Mobile Parity

The phrase “mobile first” is tossed around quite a bit in technology circles and for good reason. Mobile devices (e.g. tablets, phones, etc.) are selling in ever greater numbers to ever more diverse people in more locations. For many people, a mobile device is now their primary device for accessing information via the internet and I don’t see that changing anytime soon.

It really is a continuum when you think about it. I’ll try to lay it out as my mind perceives it here:

  • Mobile Only
  • Mobile First
  • Platform Parity
  • Desktop First
  • Desktop Only

For a long time we were at the Desktop Only side of things because, simply, desktops were the only things available. You didn’t need to worry about mobile devices because mobile devices didn’t exist.

Or at least not the extent we think of now.

We are now in a time where we have a multitude of different devices, form factors, and connection opportunities to be able to stratify products and services so that we can put them in the place they are most needed and will be the easiest to accomplish. There is no need to only support a single platform outside of resource constraints.

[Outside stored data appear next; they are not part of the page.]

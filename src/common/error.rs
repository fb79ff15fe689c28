use thiserror::Error;

/// Problems found while loading or validating configuration. Raised once at
/// startup, before any browser is launched.
#[derive(Error, Debug)]
pub enum ConfigError {
    #[error("Failed to read config file '{path}': {source}")]
    Read {
        path: String,
        #[source]
        source: std::io::Error,
    },

    #[error("TOML deserialization failed: {0}")]
    Toml(#[from] toml::de::Error),

    #[error("Invalid value for {field}: {reason}")]
    Invalid { field: &'static str, reason: String },

    #[error("Unsupported storage destination '{0}': expected s3://bucket[/prefix], an http(s) URL, a file:// URL or a directory path")]
    UnsupportedDestination(String),
}

/// Failures of the render stage. Every variant is reported after the
/// browser session has been terminated.
#[derive(Error, Debug)]
pub enum RenderError {
    #[error("browser launch failed: {0}")]
    Launch(String),

    #[error("navigation to {url} failed: {message}")]
    Navigation { url: String, message: String },

    #[error("reading the rendered document failed: {0}")]
    Document(String),

    #[error("readiness condition ({condition}) not met within {budget:?}")]
    Timeout {
        condition: String,
        budget: std::time::Duration,
    },
}

#[derive(Error, Debug, PartialEq, Eq)]
pub enum ExtractionError {
    #[error("table not found: no element matches '{selector}'")]
    TableNotFound { selector: String },

    #[error("ambiguous table: {count} elements match '{selector}'")]
    AmbiguousTable { selector: String, count: usize },

    #[error("no headers in target table")]
    NoHeaders,

    #[error("no data rows in target table")]
    NoRows,

    #[error("invalid table selector '{selector}': {message}")]
    Selector { selector: String, message: String },
}

/// The record could not be written as CSV.
#[derive(Error, Debug)]
pub enum EncodeError {
    #[error("row {row} has {found} field(s), expected {expected}")]
    RowWidth {
        row: usize,
        expected: usize,
        found: usize,
    },

    #[error("CSV write failed: {0}")]
    Csv(#[from] csv::Error),
}

#[derive(Error, Debug)]
pub enum DeliveryError {
    #[error("writing '{key}' to {destination} failed: {message}")]
    Write {
        key: String,
        destination: String,
        message: String,
    },

    #[error("writing '{key}' to {destination} timed out after {budget:?}")]
    Timeout {
        key: String,
        destination: String,
        budget: std::time::Duration,
    },
}

/// Errors that stop a run before the pipeline starts.
#[derive(Error, Debug)]
pub enum ScraperError {
    #[error("Configuration error: {0}")]
    Config(#[from] ConfigError),

    #[error("Extractor setup failed: {0}")]
    Extraction(#[from] ExtractionError),

    #[error("JSON deserialization failed: {0}")]
    Json(#[from] serde_json::Error),
}

pub type Result<T> = std::result::Result<T, ScraperError>;
use crate::app::ports::{BrowserEnginePort, BrowserSessionPort};
use crate::common::constants::{BROWSER_CLOSE_TIMEOUT_SECS, WINDOW_HEIGHT, WINDOW_WIDTH};
use anyhow::Context;
use async_trait::async_trait;
use chromiumoxide::browser::{Browser, BrowserConfig};
use chromiumoxide::page::ScreenshotParams;
use chromiumoxide::Page;
use futures::StreamExt;
use std::path::{Path, PathBuf};
use std::time::Duration;
use tokio::sync::Mutex;
use tokio::task::JoinHandle;
use tracing::{debug, warn};

/// Launch options for headless Chrome.
#[derive(Debug, Clone)]
pub struct ChromiumOptions {
    pub executable: Option<PathBuf>,
    pub user_agent: String,
}

/// Headless Chrome over the DevTools protocol.
pub struct ChromiumEngine {
    options: ChromiumOptions,
}

impl ChromiumEngine {
    pub fn new(options: ChromiumOptions) -> Self {
        Self { options }
    }

    fn browser_config(&self) -> anyhow::Result<BrowserConfig> {
        let mut builder = BrowserConfig::builder()
            .no_sandbox()
            .window_size(WINDOW_WIDTH, WINDOW_HEIGHT)
            .arg("--disable-gpu")
            .arg("--disable-dev-shm-usage")
            .arg(format!("--user-agent={}", self.options.user_agent));
        if let Some(path) = &self.options.executable {
            builder = builder.chrome_executable(path);
        }
        builder.build().map_err(|e| anyhow::anyhow!(e))
    }
}

#[async_trait]
impl BrowserEnginePort for ChromiumEngine {
    async fn launch(&self) -> anyhow::Result<Box<dyn BrowserSessionPort>> {
        let config = self.browser_config()?;
        let (mut browser, mut handler) = Browser::launch(config)
            .await
            .context("launching headless chrome")?;

        // The CDP handler must be polled for the browser to make progress.
        let handler_task = tokio::spawn(async move {
            while let Some(event) = handler.next().await {
                if let Err(e) = event {
                    debug!("CDP handler error: {}", e);
                }
            }
            debug!("CDP handler finished");
        });

        let page = match browser.new_page("about:blank").await {
            Ok(page) => page,
            Err(e) => {
                // No session owns this process yet.
                if let Err(cleanup_err) = shut_down(&mut browser).await {
                    warn!("Browser cleanup after failed page creation: {:#}", cleanup_err);
                }
                handler_task.abort();
                return Err(anyhow::anyhow!(e).context("opening browser page"));
            }
        };

        Ok(Box::new(ChromiumSession {
            browser: Mutex::new(Some(browser)),
            page,
            handler_task,
        }))
    }
}

/// Closes the browser over CDP, falling back to killing the process when the
/// close fails or does not finish within the budget. Reaping is bounded too.
async fn shut_down(browser: &mut Browser) -> anyhow::Result<()> {
    let budget = Duration::from_secs(BROWSER_CLOSE_TIMEOUT_SECS);
    let closed = match tokio::time::timeout(budget, browser.close()).await {
        Ok(Ok(_)) => Ok(()),
        Ok(Err(e)) => Err(anyhow::anyhow!(e).context("closing headless chrome")),
        Err(_) => Err(anyhow::anyhow!("closing headless chrome timed out after {:?}", budget)),
    };
    if let Err(e) = &closed {
        warn!("{:#}; killing the browser process", e);
        if let Some(Err(kill_err)) = browser.kill().await {
            warn!("Killing chrome failed: {}", kill_err);
        }
    }
    match tokio::time::timeout(budget, browser.wait()).await {
        Ok(Ok(_)) => {}
        Ok(Err(e)) => warn!("Waiting for chrome to exit failed: {}", e),
        Err(_) => warn!("Chrome did not exit within {:?}", budget),
    }
    closed
}

struct ChromiumSession {
    // Taken by terminate.
    browser: Mutex<Option<Browser>>,
    page: Page,
    handler_task: JoinHandle<()>,
}

#[async_trait]
impl BrowserSessionPort for ChromiumSession {
    async fn navigate(&self, url: &str) -> anyhow::Result<()> {
        self.page.goto(url).await.context("page navigation")?;
        Ok(())
    }

    async fn current_document(&self) -> anyhow::Result<String> {
        Ok(self.page.content().await?)
    }

    async fn screenshot(&self, path: &Path) -> anyhow::Result<()> {
        let params = ScreenshotParams::builder().full_page(true).build();
        self.page.save_screenshot(params, path).await?;
        Ok(())
    }

    async fn terminate(&mut self) -> anyhow::Result<()> {
        let Some(mut browser) = self.browser.get_mut().take() else {
            return Ok(());
        };
        let closed = shut_down(&mut browser).await;
        self.handler_task.abort();
        closed
    }
}

impl Drop for ChromiumSession {
    fn drop(&mut self) {
        self.handler_task.abort();
    }
}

Also, don’t get me wrong, resource constraints are a huge issue.

However! In order to have the best experiences for your colleagues/users/customers you need to start asking the following question: where would this best be used? I’ll give an example.

Harvest is a wonderful web-based time-tracking and invoice-sending app. I’d dare to say they have the best interface for easily tracking invoices and time attached to work. I’ve used them a lot. They do have a mobile app but it is a focused mobile app (thinking specifically on iOS). You can’t do everything on the mobile app (yet), but you CAN track time and expenses attached to project.

Those are things you probably would want to be able to do while out and about with your iPhone.

It never needs to be an all-or-nothing endeavor. It doesn’t have to be mobile-only or desktop-only but you can pick and choose where tasks and services can best be used to provide the best and most flexible experience for everyone.

The proliferation of mobile devices isn’t killing the desktop or generalized computing but freeing generalized computing devices to be good at what they are good at … and allowing mobile devices to just be good at what they are good at.

There is going to be a lot of overlap, but also going to be unique use-cases as well. I don’t need picture-taking applications on my laptop or a full-blown IDE on my phone. Let’s stop trying to pit one-against-another and instead see what we can do when we let the constraints of different platforms guide us to unique and new decisions.